Sur quoi, nous retournant, nous nous dirigeâmes de nouveau vers le faubourg.

En vérité, il n’était que temps ! Bientôt retentirent des voix et des cloches d’alarme, les veilleurs de nuit agitèrent leurs crécelles : évidemment l’Université de Cramond allait enfin entrer en bataille ouverte avec la police d’Édimbourg ! Byfield et moi, poussant devant nous les restes de Rowley, nous nous hâtâmes de fuir le théâtre du combat. L’aéronaute ne décolérait pas.

« Un scandale, monsieur ! Et toute la ville qui se prépare à assister à mon ascension, après-demain matin ! Voyez-vous le scandale ? Byfield l’aéronaute à la cour de police ! »

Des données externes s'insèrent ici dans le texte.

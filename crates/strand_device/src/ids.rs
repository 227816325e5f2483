//! Opaque ID newtypes for fabric and netlist entities.
//!
//! Each ID is a thin `u32` wrapper that is `Copy`, `Hash`, and
//! `Serialize`/`Deserialize`. Fabric IDs ([`BelId`], [`WireId`], [`PipId`],
//! [`BelTypeId`]) reference resources inside a device model. Netlist IDs
//! ([`CellId`], [`NetId`], [`RegionId`]) are stamped by the host netlist but
//! live here so the device binding contract can reference them without a
//! dependency cycle.

use serde::{Deserialize, Serialize};

macro_rules! define_id {
    ($(#[$meta:meta])* $name:ident) => {
        $(#[$meta])*
        #[derive(Clone, Copy, PartialEq, Eq, PartialOrd, Ord, Hash, Debug, Serialize, Deserialize)]
        pub struct $name(u32);

        impl $name {
            /// Creates an ID from a raw `u32` index.
            pub fn from_raw(index: u32) -> Self {
                Self(index)
            }

            /// Returns the raw `u32` index.
            pub fn as_raw(self) -> u32 {
                self.0
            }

            /// Returns the raw index widened to `usize` for table lookups.
            pub fn index(self) -> usize {
                self.0 as usize
            }
        }

        impl std::fmt::Display for $name {
            fn fmt(&self, f: &mut std::fmt::Formatter<'_>) -> std::fmt::Result {
                write!(f, "{}", self.0)
            }
        }
    };
}

define_id!(
    /// Opaque, copyable ID for a BEL (basic element of logic) in the fabric.
    BelId
);

define_id!(
    /// Opaque, copyable ID for a routing wire in the device fabric.
    WireId
);

define_id!(
    /// Opaque, copyable ID for a programmable interconnect point (PIP) connecting wires.
    PipId
);

define_id!(
    /// Opaque, copyable ID for a BEL type (the resource class a cell maps onto).
    BelTypeId
);

define_id!(
    /// Opaque, copyable ID for a cell in the host netlist.
    CellId
);

define_id!(
    /// Opaque, copyable ID for a net in the host netlist.
    NetId
);

define_id!(
    /// Opaque, copyable ID for a placement region in the host netlist.
    RegionId
);

#[cfg(test)]
mod tests {
    use super::*;
    use std::collections::HashSet;

    #[test]
    fn id_roundtrip() {
        let id = WireId::from_raw(42);
        assert_eq!(id.as_raw(), 42);
        assert_eq!(id.index(), 42);
    }

    #[test]
    fn id_equality() {
        let a = PipId::from_raw(7);
        let b = PipId::from_raw(7);
        let c = PipId::from_raw(8);
        assert_eq!(a, b);
        assert_ne!(a, c);
    }

    #[test]
    fn id_ordering() {
        assert!(NetId::from_raw(1) < NetId::from_raw(2));
    }

    #[test]
    fn id_hash_in_set() {
        let mut set = HashSet::new();
        set.insert(BelId::from_raw(1));
        set.insert(BelId::from_raw(2));
        set.insert(BelId::from_raw(1));
        assert_eq!(set.len(), 2);
    }

    #[test]
    fn id_serde_roundtrip() {
        let id = CellId::from_raw(99);
        let json = serde_json::to_string(&id).unwrap();
        let restored: CellId = serde_json::from_str(&json).unwrap();
        assert_eq!(id, restored);
    }

    #[test]
    fn id_display() {
        assert_eq!(format!("{}", WireId::from_raw(5)), "5");
    }

    #[test]
    fn all_id_types_construct() {
        let _ = BelId::from_raw(0);
        let _ = WireId::from_raw(0);
        let _ = PipId::from_raw(0);
        let _ = BelTypeId::from_raw(0);
        let _ = CellId::from_raw(0);
        let _ = NetId::from_raw(0);
        let _ = RegionId::from_raw(0);
    }
}
/// Summary of a completed routing run.
#[derive(Debug, Clone, Copy, Default, PartialEq, Eq, Serialize, Deserialize)]
pub struct RouteStats {
    /// Negotiation iterations executed.
    pub iterations: u32,
    /// Sum of per-wire net counts at the last iteration.
    pub total_wire_use: usize,
    /// Overused wires at the last iteration (zero on success).
    pub overused_wires: usize,
    /// Total overuse at the last iteration (zero on success).
    pub total_overuse: usize,
    /// Cumulative arcs that failed the device-table commit and were
    /// rerouted.
    pub arch_fail: u32,
}

/// The negotiated-congestion router.
///
/// Borrows the device and netlist for the duration of one routing run;
/// all intermediate state (congestion map, per-net trees) lives and dies
/// with this struct.
pub struct Router<'a> {
    dev: &'a mut dyn DeviceModel,
    netlist: &'a mut Netlist,
    timing: Option<&'a dyn TimingOracle>,
    sink: &'a DiagnosticSink,
    cfg: RouterConfig,
    pub(crate) nets: Vec<RwLock<PerNetData>>,
    pub(crate) nets_by_udata: Vec<NetId>,
    pub(crate) wires: WireStates,
    route_queue: Vec<u32>,
    failed_nets: BTreeSet<u32>,
    pub(crate) curr_cong_weight: f32,
    hist_cong_weight: f32,
    mid_x: i32,
    mid_y: i32,
    stats: CongestionStats,
    arch_fail: u32,
}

Il eut cependant l’obligeance, malgré son agitation, de m’aider à traîner Rowley jusqu’à notre porte. Mais une nouvelle épreuve me restait à affronter. Après avoir dépensé une énergie surhumaine pour faire parvenir Rowley au haut de l’escalier, je fus accueilli par mon hôtesse, debout sur le seuil, avec un haut bonnet de nuit blanc et une expression étrangement amère. Elle nous éclaira jusque dans le salon, où sous ses yeux, j’installai mon domestique dans un fauteuil. Alors, elle commença, d’une voix tremblante d’émotion :

« Je dois vous avertir, monsieur Ducie ! Dans une maison convenable… »

Sur quoi elle se trouva, apparemment, débordée par son émotion, et s’en alla sans un mot de plus.